In Chinese medicine, we teach that your lower torso area holds your “pilot light”–the dan tian in front and the ming men in back. While they are different areas, their function is similar. They provide the foundation for both yin (the body’s cooling, calming, sleeping, peaceful energy) and yang (the body’s warming, active, moving energy). Our day-to-day energy comes from a combination of Congenital Qi (the energy we inherit from our parents, which acts as our reserve energy in times of excessive stress or work, and Acquired Qi (the energy we get from food, the air, and the functions of our various organs). Two major sources of Acquired Qi are the energy we get from food, and the energy from the Spleen/Stomach system that digests the food. 
In order to maximize the benefit of our food, we must digest it properly. If it is hard to digest, we will use too much energy trying to break it down. So we will either tire easily, or we will do a halfway job of digestion. When you don’t digest food completely, you make extra phlegm, which can show up as cholesterol build-up in your arteries or as simple congestion in your nose and throat.  Poor digestion can also cause problems up-and-down your digestive system–everything from acid reflux to Irritable Bowel Syndrome, or food intolerances. 

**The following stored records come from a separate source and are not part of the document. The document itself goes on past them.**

use chrono::{DateTime, Duration, Utc};

/// Wall-clock source used to stamp snapshots.
///
/// Services take a `Clock` instead of calling `Utc::now()` so tests can pin time.
#[derive(Debug, Clone, Copy, Default, PartialEq, Eq)]
pub enum Clock {
    #[default]
    System,
    Fixed(DateTime<Utc>),
}

impl Clock {
    #[must_use]
    pub fn system() -> Self {
        Self::System
    }

    #[must_use]
    pub fn fixed(at: DateTime<Utc>) -> Self {
        Self::Fixed(at)
    }

    #[must_use]
    pub fn now(&self) -> DateTime<Utc> {
        match self {
            Clock::System => Utc::now(),
            Clock::Fixed(at) => *at,
        }
    }

    /// Move a fixed clock forward. A system clock is left untouched.
    pub fn advance(&mut self, delta: Duration) {
        if let Clock::Fixed(at) = self {
            *at += delta;
        }
    }
}

/// Deterministic timestamp for tests (2023-11-14T22:13:20Z).
pub const FIXED_TEST_TIMESTAMP: i64 = 1_700_000_000;

/// Returns the deterministic test timestamp.
///
/// # Panics
///
/// Panics if the fixed timestamp cannot be represented.
#[must_use]
pub fn fixed_now() -> DateTime<Utc> {
    DateTime::<Utc>::from_timestamp(FIXED_TEST_TIMESTAMP, 0)
        .expect("fixed timestamp should be valid")
}

#[cfg(test)]
mod tests {
    use super::*;

    #[test]
    fn fixed_clock_advances_and_system_clock_does_not_panic() {
        let mut clock = Clock::fixed(fixed_now());
        clock.advance(Duration::seconds(5));
        assert_eq!(clock.now(), fixed_now() + Duration::seconds(5));

        let mut system = Clock::system();
        system.advance(Duration::seconds(5));
        assert_eq!(system, Clock::System);
    }
}
#![forbid(unsafe_code)]

pub mod format;
pub mod model;
pub mod time;

pub use time::Clock;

So how do you digest your food well? By eating good, wholesome, natural food–that is cooked and warm. It is true that if you take a raw carrot and a cooked carrot and analyze them in a laboratory, you may find more nutrients in the raw carrot. However, there is more to consider in choosing how to eat your food. Raw food is hard to break down into its composite nutrients. It does not add warmth to the body. Cold food–whether a salad or a milkshake–is hard to digest. So if your body is already struggling with making enough energy to thrive each day, trying to digest cold or raw food limits the energy you get from food. You will also actually have to dip into your reserves–your Congenital Qi. Anything that dips into your reserve energy is a serious health concern, because that energy is hard to regain once lost.
So raw food is never a good idea. But in cold weather–the nice crisp weather of fall and winter–it is even more of a problem. Your body needs extra energy to warm itself in cold weather. When it gets too cold, qi, or energy, cannot move well. Muscles tighten and hurt, digestion slows down, energy retreats deeper into your body, numbing your extremities. The cold also “tightens” emotions–when qi cannot flow, the body systems that process emotions do not work well. Many people find themselves becoming depressed, apathetic, or easily frustrated.

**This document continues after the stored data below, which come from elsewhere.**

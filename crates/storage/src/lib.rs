#![forbid(unsafe_code)]

pub mod repository;
pub mod snapshot;
pub mod sqlite;

pub use repository::{InMemorySlotStore, SlotStore, Storage, StorageError};
pub use snapshot::{PersistenceError, SnapshotGateway};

The simple act of eating warm food–all year long, but especially in the cold months–will make a huge difference to health. A belly full of a healthy warm meal feels content. Contentment leads to a peaceful feeling, which reduces stress. Cooked food is less work to break down, so your body gets the benefit of it immediately.  The warmth relaxes your torso, improving back and neck pain.  Warm food also assists digestion, diminishing the chances of gas, bloating, constipation, or pain in digestion. 
If you are not used to eating mostly cooked food, I suggest choosing two weeks and trying it religiously. Have nothing cold–no iced drinks, no salad, no ice cream. Drink plenty of hot liquid–tea, hot water with lemon, brothy soups–and have wholesome meals that are warm. At the end of two weeks, most people feel  improvement in their overall health–fewer pains, better digestion, a more peaceful mind. Give it a try and let me know what happens!